1.Identifies Functional cis-Regulatory Modules : Reveal spatially organized epigenetic control units where clustered cytosines jointly regulate gene expression, explaining how distal promoter elements coordinate transcriptional responses.
2.Uncovers Position-Dependent Regulatory Logic: This demonstrates that the functional impact of cytosine depends on the genomic context (e.g., cytosines near transcription start sites vs. distal regions).
3.Guides Precision Epigenome Editing : Prioritize high-impact genomic intervals (rather than single sites) for CRISPR/dCas9 targeting, improving efficiency in epigenetic crop engineering.
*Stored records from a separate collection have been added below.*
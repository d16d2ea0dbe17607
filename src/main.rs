//! Headless shell for the cribcall engine.
//!
//! Wires the microphone to the control loop, bridges stdin commands (`on`,
//! `off`, `quit`) into control events, and prints engine signals line by
//! line. The telephony transport is the null backend until a platform
//! adapter feeds real events in.

use anyhow::{Context, Result};
use crossbeam_channel::{bounded, unbounded, Sender};
use cribcall::audio::MicCapture;
use cribcall::config::defaults::EVENT_CHANNEL_CAPACITY;
use cribcall::config::AppConfig;
use cribcall::monitor::{ControlEvent, Monitor, Signal};
use cribcall::notify::{NullMessaging, ScriptRunner};
use cribcall::settings::Settings;
use cribcall::telephony::NullBackend;
use cribcall::{init_logging, init_tracing, log_debug, log_panic};
use std::io::BufRead;
use std::thread;

fn main() {
    let config = match AppConfig::parse_args() {
        Ok(config) => config,
        Err(err) => {
            eprintln!("error: {err:#}");
            std::process::exit(2);
        }
    };

    init_logging(&config);
    init_tracing(&config);
    let default_hook = std::panic::take_hook();
    std::panic::set_hook(Box::new(move |info| {
        log_panic(info);
        default_hook(info);
    }));

    if let Err(err) = run(config) {
        eprintln!("error: {err:#}");
        std::process::exit(1);
    }
}

fn run(config: AppConfig) -> Result<()> {
    if config.list_input_devices {
        let devices = MicCapture::list_devices().context("failed to list audio input devices")?;
        println!("audio input devices: {}", devices.len());
        for name in devices {
            println!("{name}");
        }
        return Ok(());
    }

    let settings_path = config
        .settings
        .clone()
        .unwrap_or_else(Settings::default_path);
    let mut settings = Settings::load(&settings_path)?;
    config.apply_to(&mut settings);
    let monitor_cfg = settings.monitor_config();

    let (event_tx, event_rx) = bounded(EVENT_CHANNEL_CAPACITY);
    let (signal_tx, signal_rx) = unbounded();

    // 16-bit capture negotiation is a hard requirement; refuse to start in a
    // degraded mode.
    let capture = MicCapture::new(
        config.input_device.as_deref(),
        monitor_cfg.sample_interval,
        event_tx.clone(),
    )?;
    log_debug(&format!("using input device '{}'", capture.device_name()));

    let runner = ScriptRunner::new(event_tx.clone(), monitor_cfg.script_start_timeout);
    let mut monitor = Monitor::new(
        monitor_cfg,
        Box::new(capture),
        Box::new(NullBackend),
        Box::new(runner),
        Box::new(NullMessaging),
        signal_tx,
    );

    spawn_command_reader(event_tx.clone());
    let printer = thread::spawn(move || {
        for signal in signal_rx {
            print_signal(&signal);
        }
    });

    if config.activate {
        let _ = event_tx.send(ControlEvent::Activate);
    }

    monitor.run(&event_rx);

    settings.save(&settings_path)?;
    log_debug("settings saved, exiting");
    drop(monitor);
    let _ = printer.join();
    Ok(())
}

/// Forward stdin commands into the control loop. EOF shuts the engine down
/// so settings still get written.
fn spawn_command_reader(events: Sender<ControlEvent>) {
    thread::spawn(move || {
        let stdin = std::io::stdin();
        for line in stdin.lock().lines() {
            let Ok(line) = line else { break };
            let command = line.trim().to_ascii_lowercase();
            let event = match command.as_str() {
                "" => continue,
                "on" => ControlEvent::Activate,
                "off" => ControlEvent::Deactivate,
                "q" | "quit" | "exit" => ControlEvent::Shutdown,
                other => {
                    eprintln!("unknown command '{other}' (try on, off, quit)");
                    continue;
                }
            };
            let stop = event == ControlEvent::Shutdown;
            if events.send(event).is_err() || stop {
                return;
            }
        }
        let _ = events.send(ControlEvent::Shutdown);
    });
}

fn print_signal(signal: &Signal) {
    match signal {
        Signal::AudioLevel { counter, volume } => {
            println!("level counter={counter} volume={volume}");
        }
        Signal::CallStatus {
            finished,
            self_initiated,
        } => {
            println!("call finished={finished} self_initiated={self_initiated}");
        }
        Signal::NotifyError => println!("notification failed"),
        Signal::ActivationRejected => {
            println!("cannot arm: no valid contact number configured");
        }
        Signal::MonitoringResumed => println!("monitoring resumed"),
        Signal::Statistics(text) => println!("{text}"),
    }
}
Functional Enrichment Analysis

Functional enrichment analysis in CritiCal-C helps elucidate the biological significance of genes containing critical cytosine. By examining the functional annotations associated with these genes, researchers can identify enriched biological processes, molecular functions, and cellular components.
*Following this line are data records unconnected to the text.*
//! Persisted application settings.
//!
//! Tunables live in a YAML file that is loaded once at startup and written
//! back at shutdown. Components never read this struct directly; they get an
//! immutable [`MonitorConfig`] snapshot at construction time.

use crate::config::defaults::{
    AUDIO_RETRY_MS, CALL_HOLD_SECS, COUNTER_DECREMENT, COUNTER_MAX, DEFAULT_ACTIVATION_DELAY_SECS,
    DEFAULT_AUDIO_AMPLIFY, DEFAULT_CALL_SETUP_SECS, DEFAULT_DURATION_INFLUENCE,
    DEFAULT_RECALL_DELAY_SECS, RESUME_DELAY_MS, SAMPLE_INTERVAL_MS, SAMPLE_SUBINTERVAL,
    SCRIPT_START_TIMEOUT_MS, VOLUME_THRESHOLD,
};
use crate::contact::Contact;
use anyhow::{Context, Result};
use serde::{Deserialize, Serialize};
use std::path::{Path, PathBuf};
use std::time::Duration;
use std::{env, fs};

/// Settings persisted between runs, with the stock defaults applied to any
/// field missing from the file.
#[derive(Debug, Clone, PartialEq, Serialize, Deserialize)]
#[serde(default)]
pub struct Settings {
    pub contact_name: String,
    pub contact_number: String,
    /// When set, notification runs this script instead of placing a call.
    pub notify_script: Option<PathBuf>,
    pub audio_amplify: i32,
    pub duration_influence: i32,
    pub call_setup_secs: u64,
    pub activation_delay_secs: u64,
    pub recall_delay_secs: u64,
    pub handle_incoming_calls: bool,
    pub send_sms: bool,
    pub show_statistics: bool,
    pub first_run: bool,
}

impl Default for Settings {
    fn default() -> Self {
        Self {
            contact_name: String::new(),
            contact_number: String::new(),
            notify_script: None,
            audio_amplify: DEFAULT_AUDIO_AMPLIFY,
            duration_influence: DEFAULT_DURATION_INFLUENCE,
            call_setup_secs: DEFAULT_CALL_SETUP_SECS,
            activation_delay_secs: DEFAULT_ACTIVATION_DELAY_SECS,
            recall_delay_secs: DEFAULT_RECALL_DELAY_SECS,
            handle_incoming_calls: true,
            send_sms: false,
            show_statistics: true,
            first_run: true,
        }
    }
}

impl Settings {
    /// Default settings file location, honoring XDG conventions.
    pub fn default_path() -> PathBuf {
        env::var_os("XDG_CONFIG_HOME")
            .map(PathBuf::from)
            .or_else(|| env::var_os("HOME").map(|home| PathBuf::from(home).join(".config")))
            .unwrap_or_else(env::temp_dir)
            .join("cribcall")
            .join("settings.yaml")
    }

    /// Load settings from `path`. A missing file yields the defaults.
    pub fn load(path: &Path) -> Result<Self> {
        if !path.exists() {
            return Ok(Self::default());
        }
        let raw = fs::read_to_string(path)
            .with_context(|| format!("failed to read settings file '{}'", path.display()))?;
        serde_yaml::from_str(&raw)
            .with_context(|| format!("failed to parse settings file '{}'", path.display()))
    }

    /// Write the current settings back to `path`, creating parent
    /// directories as needed.
    pub fn save(&self, path: &Path) -> Result<()> {
        let mut snapshot = self.clone();
        snapshot.first_run = false;
        if let Some(parent) = path.parent() {
            fs::create_dir_all(parent).with_context(|| {
                format!("failed to create settings directory '{}'", parent.display())
            })?;
        }
        let raw = serde_yaml::to_string(&snapshot).context("failed to serialize settings")?;
        fs::write(path, raw)
            .with_context(|| format!("failed to write settings file '{}'", path.display()))
    }

    pub fn contact(&self) -> Contact {
        Contact::new(self.contact_name.clone(), self.contact_number.clone())
    }

    /// Snapshot the tunables for the monitoring engine.
    pub fn monitor_config(&self) -> MonitorConfig {
        MonitorConfig {
            contact: self.contact(),
            notify_script: self.notify_script.clone(),
            audio_amplify: self.audio_amplify,
            duration_influence: self.duration_influence,
            volume_threshold: VOLUME_THRESHOLD,
            counter_max: COUNTER_MAX,
            counter_decrement: COUNTER_DECREMENT,
            subinterval: SAMPLE_SUBINTERVAL,
            sample_interval: Duration::from_millis(SAMPLE_INTERVAL_MS),
            call_setup: Duration::from_secs(self.call_setup_secs),
            call_hold: Duration::from_secs(CALL_HOLD_SECS),
            activation_delay: Duration::from_secs(self.activation_delay_secs),
            recall_delay: Duration::from_secs(self.recall_delay_secs),
            resume_delay: Duration::from_millis(RESUME_DELAY_MS),
            audio_retry: Duration::from_millis(AUDIO_RETRY_MS),
            script_start_timeout: Duration::from_millis(SCRIPT_START_TIMEOUT_MS),
            handle_incoming_calls: self.handle_incoming_calls,
            send_sms: self.send_sms,
            show_statistics: self.show_statistics,
        }
    }
}

/// Immutable configuration handed to every engine component at construction.
#[derive(Debug, Clone)]
pub struct MonitorConfig {
    pub contact: Contact,
    pub notify_script: Option<PathBuf>,
    pub audio_amplify: i32,
    /// Counter increment applied per above-threshold chunk.
    pub duration_influence: i32,
    /// Threshold for both the chunk volume and the reported counter.
    pub volume_threshold: i32,
    pub counter_max: i32,
    pub counter_decrement: i32,
    pub subinterval: usize,
    pub sample_interval: Duration,
    pub call_setup: Duration,
    pub call_hold: Duration,
    pub activation_delay: Duration,
    pub recall_delay: Duration,
    pub resume_delay: Duration,
    pub audio_retry: Duration,
    pub script_start_timeout: Duration,
    pub handle_incoming_calls: bool,
    pub send_sms: bool,
    pub show_statistics: bool,
}

#[cfg(test)]
mod tests {
    use super::*;
    use std::sync::atomic::{AtomicU32, Ordering};

    fn scratch_path(tag: &str) -> PathBuf {
        static SEQ: AtomicU32 = AtomicU32::new(0);
        let seq = SEQ.fetch_add(1, Ordering::Relaxed);
        env::temp_dir().join(format!(
            "cribcall_settings_{tag}_{}_{seq}.yaml",
            std::process::id()
        ))
    }

    #[test]
    fn missing_file_loads_defaults() {
        let path = scratch_path("missing");
        let settings = Settings::load(&path).expect("defaults for missing file");
        assert_eq!(settings, Settings::default());
    }

    #[test]
    fn save_and_reload_round_trip() {
        let path = scratch_path("roundtrip");
        let mut settings = Settings::default();
        settings.contact_name = "Alice".to_string();
        settings.contact_number = "+43123456789".to_string();
        settings.send_sms = true;
        settings.recall_delay_secs = 60;
        settings.save(&path).expect("save settings");

        let reloaded = Settings::load(&path).expect("reload settings");
        assert_eq!(reloaded.contact_name, "Alice");
        assert_eq!(reloaded.contact_number, "+43123456789");
        assert!(reloaded.send_sms);
        assert_eq!(reloaded.recall_delay_secs, 60);
        // Saving marks the first run as done.
        assert!(!reloaded.first_run);
        let _ = fs::remove_file(&path);
    }

    #[test]
    fn partial_file_fills_remaining_defaults() {
        let path = scratch_path("partial");
        fs::write(&path, "contact_number: \"0664555666\"\n").expect("write partial file");
        let settings = Settings::load(&path).expect("load partial file");
        assert_eq!(settings.contact_number, "0664555666");
        assert_eq!(settings.audio_amplify, DEFAULT_AUDIO_AMPLIFY);
        assert!(settings.handle_incoming_calls);
        let _ = fs::remove_file(&path);
    }

    #[test]
    fn monitor_config_snapshots_durations() {
        let mut settings = Settings::default();
        settings.call_setup_secs = 45;
        settings.activation_delay_secs = 5;
        let cfg = settings.monitor_config();
        assert_eq!(cfg.call_setup, Duration::from_secs(45));
        assert_eq!(cfg.activation_delay, Duration::from_secs(5));
        assert_eq!(cfg.call_hold, Duration::from_secs(CALL_HOLD_SECS));
    }
}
Gene Ontology (GO) Enrichment

Biological Process

Molecular Function

Cellular Component

GO Term	Description
GO:0006629	Lipid Metabolic Process
GO:0006631	Fatty Acid Metabolic Process

GO Term	Description
GO:0003674	Molecular_Function
GO:0003824	Catalytic Activity
GO:0005515	Protein Binding

GO Term	Description
GO:0005575	Cellular_Component
GO:0005622	Intracellular Anatomical Structure

KEGG Pathway Analysis

KEGG (Kyoto Encyclopedia of Genes and Genomes) pathway analysis provides insights into the metabolic and signaling pathways associated with the identified genes. This helps researchers understand how critical cytosine might influence specific biological pathways, offering a systems-level perspective on gene function.

Pathway ID	Pathway Name
ath00062	Fatty acid elongation - Arabidopsis thaliana (thale cress)

Users can explore these pathways in detail by clicking on the pathway ID, which will redirect to the KEGG database for visualization of the complete pathway with highlighted genes containing critical cytosine.